**WORK ITEM:** Search the data for the string "above" and copy each line in which it appears.

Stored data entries
..............................
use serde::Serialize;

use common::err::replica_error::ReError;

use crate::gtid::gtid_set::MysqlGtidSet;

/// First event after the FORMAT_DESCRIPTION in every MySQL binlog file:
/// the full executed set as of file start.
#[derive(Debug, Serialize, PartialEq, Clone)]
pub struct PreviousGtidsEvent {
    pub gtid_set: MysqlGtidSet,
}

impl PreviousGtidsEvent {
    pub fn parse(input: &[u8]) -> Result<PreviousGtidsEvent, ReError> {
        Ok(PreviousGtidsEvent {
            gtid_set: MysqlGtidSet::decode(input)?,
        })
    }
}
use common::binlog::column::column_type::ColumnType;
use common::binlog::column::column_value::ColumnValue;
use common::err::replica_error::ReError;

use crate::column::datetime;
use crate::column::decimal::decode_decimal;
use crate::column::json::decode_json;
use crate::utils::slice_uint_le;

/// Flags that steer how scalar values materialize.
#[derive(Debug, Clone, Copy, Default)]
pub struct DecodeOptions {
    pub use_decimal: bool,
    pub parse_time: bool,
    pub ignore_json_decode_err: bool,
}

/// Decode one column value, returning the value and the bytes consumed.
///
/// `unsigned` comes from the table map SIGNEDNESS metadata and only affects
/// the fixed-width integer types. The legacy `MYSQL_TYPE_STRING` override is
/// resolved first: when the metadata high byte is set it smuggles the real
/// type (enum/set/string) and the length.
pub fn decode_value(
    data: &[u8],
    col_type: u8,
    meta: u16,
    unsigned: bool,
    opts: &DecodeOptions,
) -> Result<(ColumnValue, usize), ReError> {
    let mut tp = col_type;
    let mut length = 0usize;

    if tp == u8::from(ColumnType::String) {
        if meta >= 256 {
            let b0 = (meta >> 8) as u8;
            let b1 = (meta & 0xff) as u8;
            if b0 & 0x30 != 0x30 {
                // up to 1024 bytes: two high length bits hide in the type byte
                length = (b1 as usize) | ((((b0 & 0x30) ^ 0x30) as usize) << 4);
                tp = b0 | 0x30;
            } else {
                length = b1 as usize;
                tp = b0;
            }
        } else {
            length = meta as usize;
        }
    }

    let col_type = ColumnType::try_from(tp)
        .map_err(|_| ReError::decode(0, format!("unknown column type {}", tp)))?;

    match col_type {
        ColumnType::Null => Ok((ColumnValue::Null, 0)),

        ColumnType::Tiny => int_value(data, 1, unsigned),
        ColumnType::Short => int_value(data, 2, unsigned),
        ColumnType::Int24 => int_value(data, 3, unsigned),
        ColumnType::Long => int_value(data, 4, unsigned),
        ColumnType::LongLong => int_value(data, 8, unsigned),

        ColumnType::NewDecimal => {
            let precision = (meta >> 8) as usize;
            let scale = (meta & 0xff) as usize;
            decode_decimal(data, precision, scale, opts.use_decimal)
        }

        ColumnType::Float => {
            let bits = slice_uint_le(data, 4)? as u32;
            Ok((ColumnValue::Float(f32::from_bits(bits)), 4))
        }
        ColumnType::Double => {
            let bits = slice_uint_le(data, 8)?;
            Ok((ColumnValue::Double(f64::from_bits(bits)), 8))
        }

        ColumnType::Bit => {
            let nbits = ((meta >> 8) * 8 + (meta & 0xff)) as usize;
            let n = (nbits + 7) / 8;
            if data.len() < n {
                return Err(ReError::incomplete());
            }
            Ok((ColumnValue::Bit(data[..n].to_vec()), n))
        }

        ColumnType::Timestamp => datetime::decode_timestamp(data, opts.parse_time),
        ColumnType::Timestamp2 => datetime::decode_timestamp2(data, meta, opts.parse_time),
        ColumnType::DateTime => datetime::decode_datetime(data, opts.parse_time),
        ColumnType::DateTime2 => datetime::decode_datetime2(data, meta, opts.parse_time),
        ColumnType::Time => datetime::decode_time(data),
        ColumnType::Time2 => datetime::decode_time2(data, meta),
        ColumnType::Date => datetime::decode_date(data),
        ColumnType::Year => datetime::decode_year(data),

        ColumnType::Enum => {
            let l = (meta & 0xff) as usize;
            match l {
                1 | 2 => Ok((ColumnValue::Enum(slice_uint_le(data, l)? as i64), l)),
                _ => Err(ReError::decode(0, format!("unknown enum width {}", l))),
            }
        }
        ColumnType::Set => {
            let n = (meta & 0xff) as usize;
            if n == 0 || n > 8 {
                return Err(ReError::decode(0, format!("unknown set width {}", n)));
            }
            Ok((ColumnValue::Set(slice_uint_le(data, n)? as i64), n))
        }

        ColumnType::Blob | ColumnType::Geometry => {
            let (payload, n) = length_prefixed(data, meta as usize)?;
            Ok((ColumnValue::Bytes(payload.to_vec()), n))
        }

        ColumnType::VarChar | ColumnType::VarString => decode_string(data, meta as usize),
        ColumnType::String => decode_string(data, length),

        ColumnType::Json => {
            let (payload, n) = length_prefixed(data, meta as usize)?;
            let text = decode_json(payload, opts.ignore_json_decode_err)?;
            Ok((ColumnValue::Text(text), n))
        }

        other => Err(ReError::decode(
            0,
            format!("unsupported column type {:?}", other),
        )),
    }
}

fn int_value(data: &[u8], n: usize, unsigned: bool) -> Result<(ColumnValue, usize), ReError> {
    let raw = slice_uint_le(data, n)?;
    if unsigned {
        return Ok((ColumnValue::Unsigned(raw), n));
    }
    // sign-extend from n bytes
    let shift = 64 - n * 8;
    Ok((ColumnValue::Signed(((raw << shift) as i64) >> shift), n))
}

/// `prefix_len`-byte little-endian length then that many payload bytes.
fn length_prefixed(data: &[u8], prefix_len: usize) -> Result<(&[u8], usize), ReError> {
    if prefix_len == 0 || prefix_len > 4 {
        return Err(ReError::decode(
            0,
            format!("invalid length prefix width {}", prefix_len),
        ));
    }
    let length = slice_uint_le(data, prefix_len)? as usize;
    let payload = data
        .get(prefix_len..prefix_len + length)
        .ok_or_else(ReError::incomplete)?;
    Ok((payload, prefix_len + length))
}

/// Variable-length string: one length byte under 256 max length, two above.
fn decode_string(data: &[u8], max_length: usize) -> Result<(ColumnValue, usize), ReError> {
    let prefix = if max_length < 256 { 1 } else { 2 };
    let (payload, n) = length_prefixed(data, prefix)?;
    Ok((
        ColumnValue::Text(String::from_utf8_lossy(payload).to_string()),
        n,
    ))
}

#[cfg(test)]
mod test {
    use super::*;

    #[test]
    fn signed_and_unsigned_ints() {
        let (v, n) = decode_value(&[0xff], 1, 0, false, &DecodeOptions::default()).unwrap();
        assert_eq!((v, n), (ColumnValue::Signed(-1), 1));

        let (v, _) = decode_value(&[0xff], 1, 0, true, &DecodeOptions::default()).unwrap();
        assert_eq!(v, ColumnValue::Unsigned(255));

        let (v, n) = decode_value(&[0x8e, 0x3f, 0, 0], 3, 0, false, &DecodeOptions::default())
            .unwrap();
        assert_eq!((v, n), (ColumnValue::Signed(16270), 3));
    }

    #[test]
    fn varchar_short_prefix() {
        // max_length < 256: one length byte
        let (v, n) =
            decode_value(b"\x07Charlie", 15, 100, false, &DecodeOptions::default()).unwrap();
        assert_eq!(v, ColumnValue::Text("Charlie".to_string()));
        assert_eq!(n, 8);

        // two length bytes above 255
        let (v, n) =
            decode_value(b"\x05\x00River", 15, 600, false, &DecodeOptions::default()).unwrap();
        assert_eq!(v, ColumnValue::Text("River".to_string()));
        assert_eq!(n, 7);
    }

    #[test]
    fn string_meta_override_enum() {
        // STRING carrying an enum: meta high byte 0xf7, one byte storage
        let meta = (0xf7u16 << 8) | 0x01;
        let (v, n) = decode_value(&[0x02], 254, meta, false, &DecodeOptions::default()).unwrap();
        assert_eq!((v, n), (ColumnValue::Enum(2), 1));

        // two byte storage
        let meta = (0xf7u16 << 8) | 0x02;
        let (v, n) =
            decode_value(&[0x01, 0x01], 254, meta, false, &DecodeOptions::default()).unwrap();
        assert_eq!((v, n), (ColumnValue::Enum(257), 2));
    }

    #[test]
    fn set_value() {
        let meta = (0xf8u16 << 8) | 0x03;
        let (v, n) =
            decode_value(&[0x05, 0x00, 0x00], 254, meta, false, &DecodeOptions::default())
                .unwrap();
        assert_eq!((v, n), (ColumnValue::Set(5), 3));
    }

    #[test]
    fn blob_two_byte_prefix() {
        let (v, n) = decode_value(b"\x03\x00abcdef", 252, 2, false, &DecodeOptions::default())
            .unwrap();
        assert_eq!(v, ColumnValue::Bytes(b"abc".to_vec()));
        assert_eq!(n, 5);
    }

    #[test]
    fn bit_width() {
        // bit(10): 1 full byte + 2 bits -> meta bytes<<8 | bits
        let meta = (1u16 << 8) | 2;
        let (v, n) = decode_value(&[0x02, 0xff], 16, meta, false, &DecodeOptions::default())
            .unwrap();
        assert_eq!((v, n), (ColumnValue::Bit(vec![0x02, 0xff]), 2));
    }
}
..............................
**EXERCISE RESPONSE:**
/// Variable-length string: one length byte under 256 max length, two above.
        // two length bytes above 255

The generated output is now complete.